Still, it didn’t matter too much. While the first part of the game has some difficulty to it, although apparently the Pixel Remasters give a bit more XP than before, once the White Mage gets some slots and the Black Mage and Red Mage get Fira, the game becomes a lot easier. After Lich died, I tore through the game, never once worrying about dying after that incident with Dusk. Morrigan kept everyone alive, and once Fenris was Hasted and Tempered, he just fucking murdered bosses. Marlith, Tiamat and Kraken barely made it to round 3 of combat. The only exception I had was Chaos, who straight up one-shot Fenris and Dusk multiple times, ran through all 8 of Aethereon’s Flares and burned through all of Morrigan’s healing spells. Except Cure. Of course, Chaos has more hit points, 20,000, than all of the Chaos Shrine Four Fiends combined, 15,100, so it makes sense. He has almost four times as many hit points as Chaos Shrine Tiamat, who is the second toughest boss in the game. Still, I got him, but I struggled, even with the best equipment, weapons, I was level 48, had max HP and spell slots.

Still, Chaos was a nice change of pace, because while I don’t really like hard RPGs, I do want some challenge. Steamrolling the entire game is a bit of a disappointment. Especially since I missed the treasure in a few dungeons the first time, and had to go through them more than once. The Ice Cavern was the worst, because I left the dungeon through different stairs than I came in, right at the very end of the damn place. So I had to go back through to get the Levinstone. Plus, I made a point of getting all of the chests for the achievement, so that meant traveling back a few times. Still, I got to the top of Mirage Tower without the warp stone and beat the Sunken Shrine without getting the Rosetta Stone, so I had to go back through them twice. All it did was make me stronger. And a bit annoyed because the encounter rate is so damn high. It was generally two or three per corridor, if I got lucky.

I think the biggest issue I had was trying to fight Warmech, something I’ve never done before. I never ran into him when I played it on the Dawn of Souls version and I didn’t run into him while on my way to fight Tiamat this time. When I beat the game, I had three Steam achievements left and I wanted to grab them, because I was level 48 and was only missing Warmech.

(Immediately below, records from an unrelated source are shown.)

use crate::archive::observation::Observation;
use crate::stats::coerce::{is_rainy, season_year, Season};
use serde::Serialize;
use std::collections::BTreeMap;

/// Rainy-day counts for one (season-)year.
#[derive(Debug, Clone, Copy, PartialEq, Serialize)]
pub struct YearlyRainyDays {
    pub year: i32,
    pub rainy_days: usize,
    pub total_days: usize,
}

impl YearlyRainyDays {
    /// Share of observed days that were rainy, as a percentage.
    pub fn percentage(&self) -> f64 {
        if self.total_days == 0 {
            0.0
        } else {
            self.rainy_days as f64 * 100.0 / self.total_days as f64
        }
    }
}

/// Counts rainy days per calendar year. Observations without a parseable
/// year are ignored. Results come back in ascending year order.
pub fn by_year(observations: &[Observation]) -> Vec<YearlyRainyDays> {
    collect(observations.iter().filter_map(|o| {
        let year = o.year_number()?;
        Some((year, is_rainy(&o.rain)))
    }))
}

/// Counts rainy days per season-year for the given season. Days in the other
/// season are excluded entirely, not counted as dry.
pub fn by_season(observations: &[Observation], season: Season) -> Vec<YearlyRainyDays> {
    collect(observations.iter().filter_map(|o| {
        let year = o.year_number()?;
        let month = o.month_number()?;
        let season_year = season_year(year, month, season)?;
        Some((season_year, is_rainy(&o.rain)))
    }))
}

fn collect(days: impl Iterator<Item = (i32, bool)>) -> Vec<YearlyRainyDays> {
    let mut per_year: BTreeMap<i32, (usize, usize)> = BTreeMap::new();
    for (year, rainy) in days {
        let entry = per_year.entry(year).or_insert((0, 0));
        entry.1 += 1;
        if rainy {
            entry.0 += 1;
        }
    }
    per_year
        .into_iter()
        .map(|(year, (rainy_days, total_days))| YearlyRainyDays {
            year,
            rainy_days,
            total_days,
        })
        .collect()
}

#[cfg(test)]
mod tests {
    use super::*;

    fn observation(year: i32, month: u32, day: u32, rain: &str) -> Observation {
        Observation {
            year: year.to_string(),
            month: month.to_string(),
            day: day.to_string(),
            rain: rain.to_string(),
            ..Default::default()
        }
    }

    #[test]
    fn counts_rainy_and_total_days_per_year() {
        let observations = vec![
            observation(2010, 1, 1, "1.2"),
            observation(2010, 1, 2, "0.0"),
            observation(2010, 1, 3, "0.01"),
            observation(2011, 1, 1, "---"),
        ];
        let counts = by_year(&observations);
        assert_eq!(
            counts,
            vec![
                YearlyRainyDays { year: 2010, rainy_days: 2, total_days: 3 },
                YearlyRainyDays { year: 2011, rainy_days: 0, total_days: 1 },
            ]
        );
    }

    #[test]
    fn percentage_handles_empty_years() {
        let empty = YearlyRainyDays { year: 2010, rainy_days: 0, total_days: 0 };
        assert_eq!(empty.percentage(), 0.0);
        let half = YearlyRainyDays { year: 2010, rainy_days: 5, total_days: 10 };
        assert_eq!(half.percentage(), 50.0);
    }

    #[test]
    fn unparseable_years_are_ignored() {
        let mut bad = observation(2010, 1, 1, "5.0");
        bad.year = "????".to_string();
        assert!(by_year(&[bad]).is_empty());
    }

    #[test]
    fn winter_january_rain_belongs_to_the_previous_season_year() {
        let observations = vec![
            observation(2010, 9, 1, "2.0"),
            observation(2011, 1, 15, "3.0"),
            observation(2011, 6, 1, "4.0"),
        ];
        let winter = by_season(&observations, Season::Winter);
        assert_eq!(
            winter,
            vec![YearlyRainyDays { year: 2010, rainy_days: 2, total_days: 2 }]
        );
    }

    #[test]
    fn summer_excludes_winter_months() {
        let observations = vec![
            observation(2010, 4, 1, "2.0"),
            observation(2010, 12, 1, "9.0"),
        ];
        let summer = by_season(&observations, Season::Summer);
        assert_eq!(
            summer,
            vec![YearlyRainyDays { year: 2010, rainy_days: 1, total_days: 1 }]
        );
    }
}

I figured, I’d kill two birds with one stone. I put on Game Grumps and proceeded to spend the next 100 minutes trying to find him. I kicked his ass, finished out the Bestiary and got the final achievement, giving me the “Get all achievements.” I started at level 48, I finished at 60.

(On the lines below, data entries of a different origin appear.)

use crate::archive::observation::Observation;
use crate::archive::store::ArchiveStore;
use crate::retrieval::error::RetrievalError;
use log::{debug, warn};
use serde::Serialize;
use std::collections::BTreeMap;

/// Aggregate view of the archive contents, available to authorized callers.
#[derive(Debug, Clone, PartialEq, Eq, Serialize)]
pub struct ArchiveSummary {
    pub total_records: usize,
    pub flagged_records: usize,
    pub records_per_year: BTreeMap<i32, usize>,
}

/// Secret-gated access to the scrambled archive.
///
/// Retrieval restores chronological order within the requested scope; the
/// scrambling only ever hides ordering from direct readers of the store file.
/// Every call re-reads the store so a freshly ingested batch is visible
/// immediately.
#[derive(Debug, Clone)]
pub struct RetrievalService {
    store: ArchiveStore,
    secret: String,
}

impl RetrievalService {
    pub fn new(store: ArchiveStore, secret: String) -> Self {
        Self { store, secret }
    }

    /// Checks the caller's secret. This runs before any store I/O so an
    /// unauthorized caller learns nothing, not even whether the store exists.
    fn authorize(&self, secret: &str) -> Result<(), RetrievalError> {
        if secret != self.secret {
            warn!("Rejected retrieval attempt with invalid secret");
            return Err(RetrievalError::AccessDenied);
        }
        Ok(())
    }

    /// Returns the observations for one calendar month, sorted ascending by
    /// day of month.
    pub async fn observations(
        &self,
        year: i32,
        month: u32,
        secret: &str,
    ) -> Result<Vec<Observation>, RetrievalError> {
        self.authorize(secret)?;
        let records = self.store.load().await?;
        let mut observations: Vec<Observation> = records
            .into_iter()
            .map(|r| r.observation)
            .filter(|o| o.year_number() == Some(year) && o.month_number() == Some(month))
            .collect();
        observations.sort_by_key(|o| o.day_number());
        debug!(
            "Retrieved {} observations for {}_{:02}",
            observations.len(),
            year,
            month
        );
        Ok(observations)
    }

    /// Returns every archived observation, sorted by year, month and day.
    pub async fn all_observations(&self, secret: &str) -> Result<Vec<Observation>, RetrievalError> {
        self.authorize(secret)?;
        let records = self.store.load().await?;
        let mut observations: Vec<Observation> =
            records.into_iter().map(|r| r.observation).collect();
        observations.sort_by_key(|o| {
            (
                o.year_number().unwrap_or(i32::MIN),
                o.month_number().unwrap_or(0),
                o.day_number(),
            )
        });
        Ok(observations)
    }

    /// Summarizes the archive: totals, flagged count and a per-year breakdown.
    /// Records whose year field does not parse are counted in the totals but
    /// left out of the per-year map.
    pub async fn summary(&self, secret: &str) -> Result<ArchiveSummary, RetrievalError> {
        self.authorize(secret)?;
        let records = self.store.load().await?;

        let mut records_per_year: BTreeMap<i32, usize> = BTreeMap::new();
        let mut flagged_records = 0;
        for record in &records {
            if record.observation.is_flagged() {
                flagged_records += 1;
            }
            if let Some(year) = record.observation.year_number() {
                *records_per_year.entry(year).or_insert(0) += 1;
            }
        }

        Ok(ArchiveSummary {
            total_records: records.len(),
            flagged_records,
            records_per_year,
        })
    }
}
use crate::error::ClimeError;
use log::info;
use std::io;
use std::path::{Path, PathBuf};

const DATA_DIR_NAME: &str = "clime_data";

pub fn get_data_dir() -> Result<PathBuf, ClimeError> {
    dirs::data_dir()
        .map(|p| p.join(DATA_DIR_NAME))
        .ok_or(ClimeError::DataDirResolution)
}

pub async fn ensure_data_dir_exists(path: &Path) -> Result<(), ClimeError> {
    match tokio::fs::metadata(path).await {
        Ok(metadata) => {
            if !metadata.is_dir() {
                return Err(ClimeError::DataDirNotADirectory(path.to_path_buf()));
            }
            Ok(())
        }
        Err(e) if e.kind() == io::ErrorKind::NotFound => {
            info!("Creating data directory: {}", path.display());
            tokio::fs::create_dir_all(path)
                .await
                .map_err(|e| ClimeError::DataDirCreation(path.to_path_buf(), e))?;
            Ok(())
        }
        Err(e) => Err(ClimeError::DataDirCreation(path.to_path_buf(), e)),
    }
}
use crate::archive::error::ArchiveError;
use crate::ingest::error::IngestError;
use crate::rainfall::error::RainfallDataError;
use crate::retrieval::error::RetrievalError;
use crate::stats::error::StatsError;
use std::path::PathBuf;
use thiserror::Error;

#[derive(Debug, Error)]
pub enum ClimeError {
    #[error(transparent)]
    Ingest(#[from] IngestError),

    #[error(transparent)]
    Archive(#[from] ArchiveError),

    #[error(transparent)]
    Retrieval(#[from] RetrievalError),

    #[error(transparent)]
    Stats(#[from] StatsError),

    #[error(transparent)]
    RainfallData(#[from] RainfallDataError),

    #[error("Failed to create data directory '{0}'")]
    DataDirCreation(PathBuf, #[source] std::io::Error),

    #[error("Failed to determine data directory")]
    DataDirResolution,

    #[error("Data path exists but is not a directory: {0}")]
    DataDirNotADirectory(PathBuf),
}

One final thought I had was about the sprites. They have so much character and personality, before they get promoted of course, that they carry all of 8-bit Theater. I’m glad I didn’t name my characters Fighter, Red Mage, White Mage and Black Mage like I did last time, but I get where Brian Clevinger got the personalities from for his webcomic. Also, I don’t know how people beat this game with four White Mages. That shit is crazy.